Line tally for the word "last": count the lines below that contain it and reply with the number alone.

[[ Extracted entries open ]]

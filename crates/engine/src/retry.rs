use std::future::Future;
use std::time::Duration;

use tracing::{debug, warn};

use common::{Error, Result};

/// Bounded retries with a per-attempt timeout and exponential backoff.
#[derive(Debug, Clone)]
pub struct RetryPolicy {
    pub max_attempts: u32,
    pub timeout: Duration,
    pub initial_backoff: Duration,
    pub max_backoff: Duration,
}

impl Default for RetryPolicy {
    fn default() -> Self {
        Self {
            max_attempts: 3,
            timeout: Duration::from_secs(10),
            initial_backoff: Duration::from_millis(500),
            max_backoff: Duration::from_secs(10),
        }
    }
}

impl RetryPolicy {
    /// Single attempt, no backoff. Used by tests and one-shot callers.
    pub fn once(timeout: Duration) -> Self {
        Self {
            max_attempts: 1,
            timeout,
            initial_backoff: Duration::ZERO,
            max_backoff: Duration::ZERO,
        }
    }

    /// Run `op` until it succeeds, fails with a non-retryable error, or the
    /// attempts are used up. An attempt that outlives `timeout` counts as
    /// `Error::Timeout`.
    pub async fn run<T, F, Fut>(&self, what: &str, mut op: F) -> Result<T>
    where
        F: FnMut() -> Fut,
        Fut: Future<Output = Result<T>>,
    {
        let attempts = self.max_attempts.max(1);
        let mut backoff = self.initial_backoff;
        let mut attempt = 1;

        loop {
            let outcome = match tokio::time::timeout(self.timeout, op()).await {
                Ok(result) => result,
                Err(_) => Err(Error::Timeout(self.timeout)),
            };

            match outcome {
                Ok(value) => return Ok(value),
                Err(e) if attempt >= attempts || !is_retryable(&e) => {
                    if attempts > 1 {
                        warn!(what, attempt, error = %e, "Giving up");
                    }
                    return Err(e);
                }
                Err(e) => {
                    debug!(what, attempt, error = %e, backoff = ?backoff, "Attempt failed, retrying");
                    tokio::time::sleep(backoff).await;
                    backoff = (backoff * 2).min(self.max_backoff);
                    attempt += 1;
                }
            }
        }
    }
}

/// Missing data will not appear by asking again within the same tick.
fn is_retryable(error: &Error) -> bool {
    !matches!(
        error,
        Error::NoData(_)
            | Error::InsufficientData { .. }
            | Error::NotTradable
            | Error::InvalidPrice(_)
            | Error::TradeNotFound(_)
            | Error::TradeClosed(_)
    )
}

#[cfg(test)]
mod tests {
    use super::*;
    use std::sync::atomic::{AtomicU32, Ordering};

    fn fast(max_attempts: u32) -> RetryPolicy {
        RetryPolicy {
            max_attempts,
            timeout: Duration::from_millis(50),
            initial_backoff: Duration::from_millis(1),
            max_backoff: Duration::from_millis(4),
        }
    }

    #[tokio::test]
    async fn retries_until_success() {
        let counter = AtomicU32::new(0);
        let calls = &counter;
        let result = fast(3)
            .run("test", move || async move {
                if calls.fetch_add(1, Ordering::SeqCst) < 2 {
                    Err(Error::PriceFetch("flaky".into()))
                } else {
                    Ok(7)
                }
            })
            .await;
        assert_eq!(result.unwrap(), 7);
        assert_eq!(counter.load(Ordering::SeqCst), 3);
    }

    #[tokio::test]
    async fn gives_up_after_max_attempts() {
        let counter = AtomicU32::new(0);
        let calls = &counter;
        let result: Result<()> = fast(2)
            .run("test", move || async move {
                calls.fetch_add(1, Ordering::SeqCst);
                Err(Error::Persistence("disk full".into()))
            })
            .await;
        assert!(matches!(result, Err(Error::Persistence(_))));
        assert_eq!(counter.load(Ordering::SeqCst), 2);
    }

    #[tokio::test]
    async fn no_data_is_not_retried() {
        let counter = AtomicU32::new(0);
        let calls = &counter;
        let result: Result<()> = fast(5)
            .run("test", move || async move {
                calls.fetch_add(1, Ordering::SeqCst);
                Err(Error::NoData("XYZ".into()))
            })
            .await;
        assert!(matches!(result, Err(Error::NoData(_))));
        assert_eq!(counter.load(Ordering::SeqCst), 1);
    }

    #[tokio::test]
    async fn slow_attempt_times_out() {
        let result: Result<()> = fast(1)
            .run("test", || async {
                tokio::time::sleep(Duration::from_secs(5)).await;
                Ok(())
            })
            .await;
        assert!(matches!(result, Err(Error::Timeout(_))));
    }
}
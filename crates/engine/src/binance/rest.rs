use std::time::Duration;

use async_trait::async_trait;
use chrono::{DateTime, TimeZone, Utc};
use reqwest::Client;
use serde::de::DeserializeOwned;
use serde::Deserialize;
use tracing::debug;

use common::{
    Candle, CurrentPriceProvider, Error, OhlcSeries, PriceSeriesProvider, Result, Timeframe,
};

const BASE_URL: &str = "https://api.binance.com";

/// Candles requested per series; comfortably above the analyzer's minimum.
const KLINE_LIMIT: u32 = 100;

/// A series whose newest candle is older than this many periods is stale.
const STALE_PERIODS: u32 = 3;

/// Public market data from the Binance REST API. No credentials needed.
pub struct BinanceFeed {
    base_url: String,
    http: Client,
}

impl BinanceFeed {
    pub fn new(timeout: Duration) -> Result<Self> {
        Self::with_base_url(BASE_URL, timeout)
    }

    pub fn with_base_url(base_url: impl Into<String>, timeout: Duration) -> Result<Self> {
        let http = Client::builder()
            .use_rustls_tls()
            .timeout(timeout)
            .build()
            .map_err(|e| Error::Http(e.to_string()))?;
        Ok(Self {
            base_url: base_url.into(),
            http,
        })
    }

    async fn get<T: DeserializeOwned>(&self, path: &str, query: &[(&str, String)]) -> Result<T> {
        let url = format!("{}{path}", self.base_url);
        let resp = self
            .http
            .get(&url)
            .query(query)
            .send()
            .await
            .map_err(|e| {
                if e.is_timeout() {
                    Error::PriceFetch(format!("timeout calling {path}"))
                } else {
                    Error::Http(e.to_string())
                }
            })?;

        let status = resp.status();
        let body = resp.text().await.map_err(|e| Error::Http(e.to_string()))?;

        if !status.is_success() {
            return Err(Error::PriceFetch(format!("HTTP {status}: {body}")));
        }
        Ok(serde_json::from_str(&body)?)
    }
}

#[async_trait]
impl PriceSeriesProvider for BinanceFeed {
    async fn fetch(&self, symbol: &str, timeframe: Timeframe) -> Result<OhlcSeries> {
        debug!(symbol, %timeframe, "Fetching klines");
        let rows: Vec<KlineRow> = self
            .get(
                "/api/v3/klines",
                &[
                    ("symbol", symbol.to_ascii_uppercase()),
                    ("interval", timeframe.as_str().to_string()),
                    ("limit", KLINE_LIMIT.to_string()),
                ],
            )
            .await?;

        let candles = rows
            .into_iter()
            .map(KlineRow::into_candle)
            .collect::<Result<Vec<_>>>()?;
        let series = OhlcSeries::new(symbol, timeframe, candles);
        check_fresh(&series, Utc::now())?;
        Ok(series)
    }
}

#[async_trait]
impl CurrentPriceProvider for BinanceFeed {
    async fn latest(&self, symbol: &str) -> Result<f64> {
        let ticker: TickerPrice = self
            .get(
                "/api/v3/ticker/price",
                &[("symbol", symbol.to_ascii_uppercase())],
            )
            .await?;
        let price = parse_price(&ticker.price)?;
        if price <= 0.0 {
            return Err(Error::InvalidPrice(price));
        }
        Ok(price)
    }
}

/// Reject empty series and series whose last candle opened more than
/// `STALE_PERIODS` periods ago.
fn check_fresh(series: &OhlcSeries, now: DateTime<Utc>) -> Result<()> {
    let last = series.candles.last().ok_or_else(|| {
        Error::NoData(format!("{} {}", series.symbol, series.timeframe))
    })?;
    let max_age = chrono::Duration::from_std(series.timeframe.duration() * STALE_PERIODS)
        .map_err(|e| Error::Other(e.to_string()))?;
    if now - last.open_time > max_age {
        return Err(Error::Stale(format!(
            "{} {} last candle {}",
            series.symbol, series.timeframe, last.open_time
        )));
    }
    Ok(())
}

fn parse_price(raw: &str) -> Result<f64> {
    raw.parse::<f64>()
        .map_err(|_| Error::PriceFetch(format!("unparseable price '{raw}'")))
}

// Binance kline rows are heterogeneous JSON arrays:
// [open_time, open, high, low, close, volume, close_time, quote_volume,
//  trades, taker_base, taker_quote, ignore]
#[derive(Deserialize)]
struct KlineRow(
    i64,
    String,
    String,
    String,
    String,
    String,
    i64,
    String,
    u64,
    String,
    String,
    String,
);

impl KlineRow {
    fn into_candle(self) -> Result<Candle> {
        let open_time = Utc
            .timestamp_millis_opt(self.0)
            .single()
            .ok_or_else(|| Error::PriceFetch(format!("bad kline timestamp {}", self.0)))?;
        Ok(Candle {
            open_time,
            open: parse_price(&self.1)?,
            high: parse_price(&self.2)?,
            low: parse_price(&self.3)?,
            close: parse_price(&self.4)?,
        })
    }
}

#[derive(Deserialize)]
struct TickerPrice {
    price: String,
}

[[ Extracted entries closed ]]

→ **Solution for this task**
5